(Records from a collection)
# # # #

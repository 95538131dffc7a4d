//! Telegram messaging integration
//!
//! Uses the Telegram Bot API both ways: long polling for the source channel
//! and commands, and `sendMessage`/`editMessageText` for predictions.
//!
//! # Setup
//!
//! 1. Create a bot via @BotFather on Telegram
//! 2. Add it to the source channel and as admin of the prediction channel
//! 3. Set `BOT_TOKEN`, `TARGET_CHANNEL_ID` and `PREDICTION_CHANNEL_ID`

use anyhow::{bail, Context, Result};
use serde::de::DeserializeOwned;
use serde::{Deserialize, Serialize};
use std::collections::HashMap;
use std::time::Duration;
use tokio::sync::Mutex;
use tracing::{debug, error, info, warn};

use crate::messaging::Notifier;
use crate::predictor::PredictionStatus;

/// Telegram API base URL
const TELEGRAM_API_BASE: &str = "https://api.telegram.org";

/// Telegram configuration (`[telegram]` section)
#[derive(Debug, Clone, Serialize, Deserialize)]
pub struct TelegramConfig {
    /// Bot token from @BotFather (format: 123456:ABC-DEF1234ghIkl-zyx57W2v1u123ew11)
    #[serde(default)]
    pub bot_token: String,
    /// Channel announcing the draws
    #[serde(default)]
    pub source_channel_id: Option<i64>,
    /// Channel receiving predictions
    #[serde(default)]
    pub prediction_channel_id: Option<i64>,
    /// Chat receiving alerts, allowed to run commands
    #[serde(default)]
    pub admin_chat_id: Option<i64>,
    /// Parse mode for messages (HTML, Markdown, MarkdownV2, or None)
    #[serde(default)]
    pub parse_mode: Option<String>,
    /// HTTP timeout, must exceed the long-poll timeout
    #[serde(default = "default_request_timeout")]
    pub request_timeout_secs: u64,
    /// API base URL (for self-hosted bot API servers)
    #[serde(default = "default_api_base")]
    pub api_base: String,
}

fn default_request_timeout() -> u64 {
    40
}

fn default_api_base() -> String {
    TELEGRAM_API_BASE.to_string()
}

impl Default for TelegramConfig {
    fn default() -> Self {
        Self {
            bot_token: String::new(),
            source_channel_id: None,
            prediction_channel_id: None,
            admin_chat_id: None,
            parse_mode: None,
            request_timeout_secs: default_request_timeout(),
            api_base: default_api_base(),
        }
    }
}

impl TelegramConfig {
    /// Create a new config with bot token
    pub fn new(bot_token: impl Into<String>) -> Self {
        Self {
            bot_token: bot_token.into(),
            ..Default::default()
        }
    }

    /// Check if Telegram is properly configured
    pub fn is_configured(&self) -> bool {
        !self.bot_token.is_empty() && self.bot_token.contains(':')
    }

    /// Get API URL for a method
    fn api_url(&self, method: &str) -> String {
        format!("{}/bot{}/{}", self.api_base, self.bot_token, method)
    }
}

/// Telegram API envelope
#[derive(Debug, Deserialize)]
struct TelegramResponse<T> {
    ok: bool,
    result: Option<T>,
    description: Option<String>,
    error_code: Option<i32>,
}

/// Telegram message info
#[derive(Debug, Clone, Deserialize)]
pub struct TelegramMessage {
    pub message_id: i64,
    pub date: i64,
    pub text: Option<String>,
    pub chat: TelegramChat,
    pub from: Option<TelegramUser>,
}

/// Telegram chat info
#[derive(Debug, Clone, Deserialize)]
pub struct TelegramChat {
    pub id: i64,
    #[serde(rename = "type")]
    pub chat_type: String,
    pub title: Option<String>,
    pub username: Option<String>,
}

/// Telegram user info
#[derive(Debug, Clone, Deserialize)]
pub struct TelegramUser {
    pub id: i64,
    pub is_bot: bool,
    pub first_name: String,
    pub username: Option<String>,
}

/// Inline keyboard button press
#[derive(Debug, Clone, Deserialize)]
pub struct CallbackQuery {
    pub id: String,
    pub from: TelegramUser,
    pub message: Option<TelegramMessage>,
    pub data: Option<String>,
}

/// Telegram update (incoming message/event)
#[derive(Debug, Clone, Deserialize)]
pub struct TelegramUpdate {
    pub update_id: i64,
    pub message: Option<TelegramMessage>,
    pub edited_message: Option<TelegramMessage>,
    pub channel_post: Option<TelegramMessage>,
    pub edited_channel_post: Option<TelegramMessage>,
    pub callback_query: Option<CallbackQuery>,
}

impl TelegramUpdate {
    /// The message carried by this update, whichever kind it is
    pub fn any_message(&self) -> Option<&TelegramMessage> {
        self.message
            .as_ref()
            .or(self.edited_message.as_ref())
            .or(self.channel_post.as_ref())
            .or(self.edited_channel_post.as_ref())
    }
}

/// One inline keyboard button
#[derive(Debug, Clone, PartialEq, Eq, Serialize)]
pub struct InlineButton {
    pub text: String,
    pub callback_data: String,
}

/// Inline keyboard markup
#[derive(Debug, Clone, PartialEq, Eq, Serialize)]
pub struct InlineKeyboard {
    pub inline_keyboard: Vec<Vec<InlineButton>>,
}

impl InlineKeyboard {
    pub fn row(buttons: Vec<(&str, &str)>) -> Self {
        Self {
            inline_keyboard: vec![buttons
                .into_iter()
                .map(|(text, data)| InlineButton {
                    text: text.to_string(),
                    callback_data: data.to_string(),
                })
                .collect()],
        }
    }
}

/// Send message request
#[derive(Debug, Serialize)]
struct SendMessageRequest<'a> {
    chat_id: i64,
    text: &'a str,
    #[serde(skip_serializing_if = "Option::is_none")]
    parse_mode: Option<&'a str>,
    #[serde(skip_serializing_if = "Option::is_none")]
    reply_markup: Option<&'a InlineKeyboard>,
}

/// Telegram Bot API client
#[derive(Debug, Clone)]
pub struct TelegramClient {
    config: TelegramConfig,
    http_client: reqwest::Client,
}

# # # #

DESCRIPTION OF THE TASK — Word for word, please print every line from the beginning of the records to the line bearing "the long-poll timeout", counting both ends and stopping there.

SOLUTION —
repository 95538131dffc7a4d
//! Telegram messaging integration
//!
//! Uses the Telegram Bot API both ways: long polling for the source channel
//! and commands, and `sendMessage`/`editMessageText` for predictions.
//!
//! # Setup
//!
//! 1. Create a bot via @BotFather on Telegram
//! 2. Add it to the source channel and as admin of the prediction channel
//! 3. Set `BOT_TOKEN`, `TARGET_CHANNEL_ID` and `PREDICTION_CHANNEL_ID`

use anyhow::{bail, Context, Result};
use serde::de::DeserializeOwned;
use serde::{Deserialize, Serialize};
use std::collections::HashMap;
use std::time::Duration;
use tokio::sync::Mutex;
use tracing::{debug, error, info, warn};

use crate::messaging::Notifier;
use crate::predictor::PredictionStatus;

/// Telegram API base URL
const TELEGRAM_API_BASE: &str = "https://api.telegram.org";

/// Telegram configuration (`[telegram]` section)
#[derive(Debug, Clone, Serialize, Deserialize)]
pub struct TelegramConfig {
    /// Bot token from @BotFather (format: 123456:ABC-DEF1234ghIkl-zyx57W2v1u123ew11)
    #[serde(default)]
    pub bot_token: String,
    /// Channel announcing the draws
    #[serde(default)]
    pub source_channel_id: Option<i64>,
    /// Channel receiving predictions
    #[serde(default)]
    pub prediction_channel_id: Option<i64>,
    /// Chat receiving alerts, allowed to run commands
    #[serde(default)]
    pub admin_chat_id: Option<i64>,
    /// Parse mode for messages (HTML, Markdown, MarkdownV2, or None)
    #[serde(default)]
    pub parse_mode: Option<String>,
    /// HTTP timeout, must exceed the long-poll timeout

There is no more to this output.